TASK DETAILS -
Reading the records below, count the lines in which the string "RefreshResponse" appears; write the number only.

INFORMATION PROVIDED -
- Opening Delimiter -
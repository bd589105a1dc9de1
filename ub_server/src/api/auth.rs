//! Authentication API handlers.

use axum::{Extension, Json, extract::State};
use serde::{Deserialize, Serialize};
use userbase::auth::{AuthError, RegisterRequest, User};

use super::{AppState, error::ApiError};
use crate::{logging, metrics};

// ============================================================================
// Request / Response Payloads
// ============================================================================

#[derive(Debug, Deserialize)]
pub struct RegisterPayload {
    pub email: String,
    pub username: String,
    pub password: String,
}

/// Public account representation
#[derive(Debug, Serialize)]
pub struct UserResponse {
    pub id: i64,
    pub email: String,
    pub username: String,
    pub is_active: bool,
    pub is_verified: bool,
    pub is_superuser: bool,
}

impl From<User> for UserResponse {
    fn from(user: User) -> Self {
        Self {
            id: user.id,
            email: user.email,
            username: user.username,
            is_active: user.is_active,
            is_verified: user.is_verified,
            is_superuser: user.is_superuser,
        }
    }
}

/// Login accepts either an email address or a username in `login`.
#[derive(Debug, Deserialize)]
pub struct LoginPayload {
    pub login: String,
    pub password: String,
}

#[derive(Debug, Serialize)]
pub struct LoginResponse {
    pub access_token: String,
    pub refresh_token: String,
    pub token_type: &'static str,
    pub user_id: i64,
}

#[derive(Debug, Deserialize)]
pub struct VerifyEmailPayload {
    pub token: String,
}

#[derive(Debug, Deserialize)]
pub struct ForgotPasswordPayload {
    pub email: String,
}

#[derive(Debug, Deserialize)]
pub struct ResetPasswordPayload {
    pub token: String,
    pub password: String,
}

#[derive(Debug, Deserialize)]
pub struct RefreshPayload {
    pub refresh_token: String,
}

#[derive(Debug, Serialize)]
pub struct RefreshResponse {
    pub access_token: String,
    pub refresh_token: String,
    pub token_type: &'static str,
}

#[derive(Debug, Serialize)]
pub struct MessageResponse {
    pub message: &'static str,
}

// ============================================================================
// Handlers
// ============================================================================

/// Register a new user account
pub async fn register(
    State(state): State<AppState>,
    Json(payload): Json<RegisterPayload>,
) -> Result<Json<UserResponse>, ApiError> {
    let user = state
        .accounts
        .register(RegisterRequest {
            email: payload.email,
            username: payload.username,
            password: payload.password,
        })
        .await?;

    metrics::registrations_total();

    Ok(Json(user.into()))
}

/// Log in with email or username plus password
pub async fn login(
    State(state): State<AppState>,
    Json(payload): Json<LoginPayload>,
) -> Result<Json<LoginResponse>, ApiError> {
    match state.accounts.login(&payload.login, &payload.password).await {
        Ok((user, tokens)) => {
            metrics::login_attempts_total(true);

            Ok(Json(LoginResponse {
                access_token: tokens.access_token,
                refresh_token: tokens.refresh_token,
                token_type: "bearer",
                user_id: user.id,
            }))
        }
        Err(err) => {
            metrics::login_attempts_total(false);
            logging::log_security_event("failed_login", None, &err.to_string());

            Err(err.into())
        }
    }
}

/// Confirm an email address from an emailed verification token
pub async fn verify_email(
    State(state): State<AppState>,
    Json(payload): Json<VerifyEmailPayload>,
) -> Result<Json<MessageResponse>, ApiError> {
    state.accounts.verify_email_token(&payload.token).await?;

    Ok(Json(MessageResponse {
        message: "Email verified successfully",
    }))
}

/// Resend the verification email for the authenticated user
pub async fn request_verification(
    State(state): State<AppState>,
    Extension(user): Extension<User>,
) -> Result<Json<MessageResponse>, ApiError> {
    state.accounts.request_email_verification(&user)?;

    Ok(Json(MessageResponse {
        message: "Verification email sent",
    }))
}

/// Revoke every refresh token the authenticated user holds
pub async fn logout(
    State(state): State<AppState>,
    Extension(user): Extension<User>,
) -> Result<Json<MessageResponse>, ApiError> {
    state.accounts.logout(user.id).await?;

    Ok(Json(MessageResponse {
        message: "Successfully logged out",
    }))
}

/// Start a password reset
///
/// Answers identically whether or not the address has a usable account,
/// so the endpoint cannot be used to probe for registered emails. The
/// real outcome is logged server-side. Infrastructure failures still
/// surface as errors.
pub async fn forgot_password(
    State(state): State<AppState>,
    Json(payload): Json<ForgotPasswordPayload>,
) -> Result<Json<MessageResponse>, ApiError> {
    match state.accounts.forgot_password(&payload.email).await {
        Ok(()) => {}
        Err(
            err @ (AuthError::UserNotFound
            | AuthError::AccountDeactivated
            | AuthError::EmailNotVerified),
        ) => {
            tracing::info!(error = %err, "Password reset request suppressed");
        }
        Err(err) => return Err(err.into()),
    }

    Ok(Json(MessageResponse {
        message: "If the account exists, a password reset email has been sent",
    }))
}

/// Complete a password reset from an emailed reset token
pub async fn reset_password(
    State(state): State<AppState>,
    Json(payload): Json<ResetPasswordPayload>,
) -> Result<Json<MessageResponse>, ApiError> {
    state
        .accounts
        .reset_password(&payload.token, &payload.password)
        .await?;

    Ok(Json(MessageResponse {
        message: "Password reset successfully",
    }))
}

/// Rotate a refresh token into a fresh session pair
pub async fn refresh(
    State(state): State<AppState>,
    Json(payload): Json<RefreshPayload>,
) -> Result<Json<RefreshResponse>, ApiError> {
    let tokens = state
        .accounts
        .rotate_refresh_token(&payload.refresh_token)
        .await?;

    Ok(Json(RefreshResponse {
        access_token: tokens.access_token,
        refresh_token: tokens.refresh_token,
        token_type: "bearer",
    }))
}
- Closing Delimiter -
OUTPUT FOR THIS EXERCISE -
3